Malgrado voglia credere alla prima possibilità, la seconda, come appassionato di Tucidide, Hobbes e Céline, mi convince di più. Perché più che di civiltà si tratta della paura del contatto uscendo da casa, della distanza da tenere costante, del calore umano da ripudiare. Necessario, si dirà, ma allo stesso tempo agghiacciante, di un gelo nell’anima da far morire proprio quel calore che invece ci tiene vivi, il calore del mondo esterno, del cielo azzurro e della primavera che nel frattempo si risveglia. La socialità nell’epoca della sua riproducibilità grazie ai telefoni, ai Social, alle videochiamate, alla cucina nullificante che sforna vani riempitivi di pancia e non della mente è una socialità all’insegna del freddo.

C’è il calore del desiderio, del volersi abbracciare, di uomini e donne separati che vogliono ardentemente ricongiungersi. Ma c’è anche, e direi soprattutto, il freddo del risentimento sociale, dell’odio verso gli untori irresponsabili, della malevolenza verso la cultura e il parlar bene indici di pensare e vivere bene. E ciò accade perché nell’epoca della riproducibilità su Facebook e in luoghi di tal genere si preferisce, com’è ovvio, riprodurre e non produrre, per la gloria e il tripudio di teorie cospirazioniste, foto di sé e della propria tavola, deliri non da contagio ma da mancanza di contatto etico e conoscitivo.

Per fortuna ci sono umani che producono oltre Facebook e ogni falsa riproducibilità, che hanno di vista ciò che è originale, autentico, unico. Umani che in casa hanno i forni ma usano le loro biblioteche, hanno le finestre ma non fanno flash mob e guardano il cielo sentendo il cosmo pulsare, hanno i computer ma leggono la buona rete. La socialità esasperata e resa virale dal Covid-19 e dalla pervasività con cui è aumentata nelle nostre case ha rappresentato molto più chiaramente dell’epoca avanti virus, nelle immagini sfocate e nei suoni confusi delle tante videochiamate di gruppo, ciò che rende la vita animata quello che è, l’anima della vita che è il calore.
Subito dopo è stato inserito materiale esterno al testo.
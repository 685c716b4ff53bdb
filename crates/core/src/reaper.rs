//! # Reaper
//!
//! Periodic sweep over the job index: evicts terminal jobs past their TTL
//! and, when a stage deadline is configured, force-fails jobs whose worker
//! went silent. Artifacts in the blob store are never touched - retention
//! there is an external concern.

use std::sync::Arc;
use std::time::Duration;

use tokio::sync::watch;
use tracing::{info, warn};

use crate::index::JobIndex;
use crate::metrics::Metrics;

/// Run the reaper until the shutdown signal flips.
pub async fn run_reaper(
    index: Arc<JobIndex>,
    metrics: Arc<Metrics>,
    interval: Duration,
    ttl: Duration,
    stage_deadline: Option<Duration>,
    mut shutdown: watch::Receiver<bool>,
) {
    info!(interval_secs = interval.as_secs(), ttl_secs = ttl.as_secs(), "reaper started");
    let mut ticker = tokio::time::interval(interval);
    // The immediate first tick would sweep an empty index
    ticker.tick().await;

    loop {
        tokio::select! {
            _ = shutdown.changed() => break,
            _ = ticker.tick() => {
                if let Some(deadline) = stage_deadline {
                    let stale = index.fail_stale(deadline);
                    if !stale.is_empty() {
                        warn!(count = stale.len(), jobs = ?stale, "stale jobs force-failed");
                        Metrics::add(&metrics.jobs_failed, stale.len() as u64);
                    }
                }
                let evicted = index.reap(ttl);
                if evicted > 0 {
                    info!(evicted, "terminal jobs reaped");
                    Metrics::add(&metrics.jobs_reaped, evicted as u64);
                }
            }
        }
    }
    info!("reaper stopped");
}

#[cfg(test)]
mod tests {
    use super::*;
    use crate::job::Brief;
    use crate::stage::CANONICAL_ORDER;

    fn brief() -> Brief {
        Brief {
            product: "Acme Widget".to_string(),
            audience: "Developers".to_string(),
            tone: None,
        }
    }

    #[tokio::test]
    async fn test_reaper_sweeps_on_tick() {
        let index = Arc::new(JobIndex::new());
        let metrics = Arc::new(Metrics::new());

        index.create("done", brief()).unwrap();
        index.start("done");
        for stage in CANONICAL_ORDER {
            index.mark_stage_complete("done", stage, None);
        }
        index.create("running", brief()).unwrap();
        index.start("running");

        let (shutdown_tx, shutdown_rx) = watch::channel(false);
        let reaper = tokio::spawn(run_reaper(
            Arc::clone(&index),
            Arc::clone(&metrics),
            Duration::from_millis(20),
            Duration::ZERO,
            None,
            shutdown_rx,
        ));

        for _ in 0..50 {
            if index.lookup("done").is_none() {
                break;
            }
            tokio::time::sleep(Duration::from_millis(20)).await;
        }
        assert!(index.lookup("done").is_none());
        // An in-progress job is never evicted
        assert!(index.lookup("running").is_some());
        assert_eq!(metrics.snapshot().jobs_reaped, 1);

        shutdown_tx.send(true).unwrap();
        reaper.await.unwrap();
    }
}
In conclusione, il mio pensiero va come sempre a Marcel Proust, uno che gli umani li ha capiti fino in fondo, ben prima di ogni virus e riproducibilità tecnica e virale. Si direbbe una chiusa necessaria e originale come le pennellate di Leonardo, insostituibili. Per quanto orribili, odiosi e dannati siano gli altri umani per ciascuno di noi, sono infine necessari, e apprendiamo ciò ogni giorno di quarantena che passa, perché essi soli possiedono «la chaleur que nous ne pouvons pas trouver en nous-même»[1].

 

 

    

 


[1] M. Proust, Le côté de Guermantes, in À la recherche du temps perdu, a cura di T. Laget e B. Rogers, Gallimard, Parigi 2019, p. 1052; «quel calore che non possiamo ritrovare in noi stessi», trad. di M.T. Nessi Somaini, Rizzoli, Milano 2012, p. 443.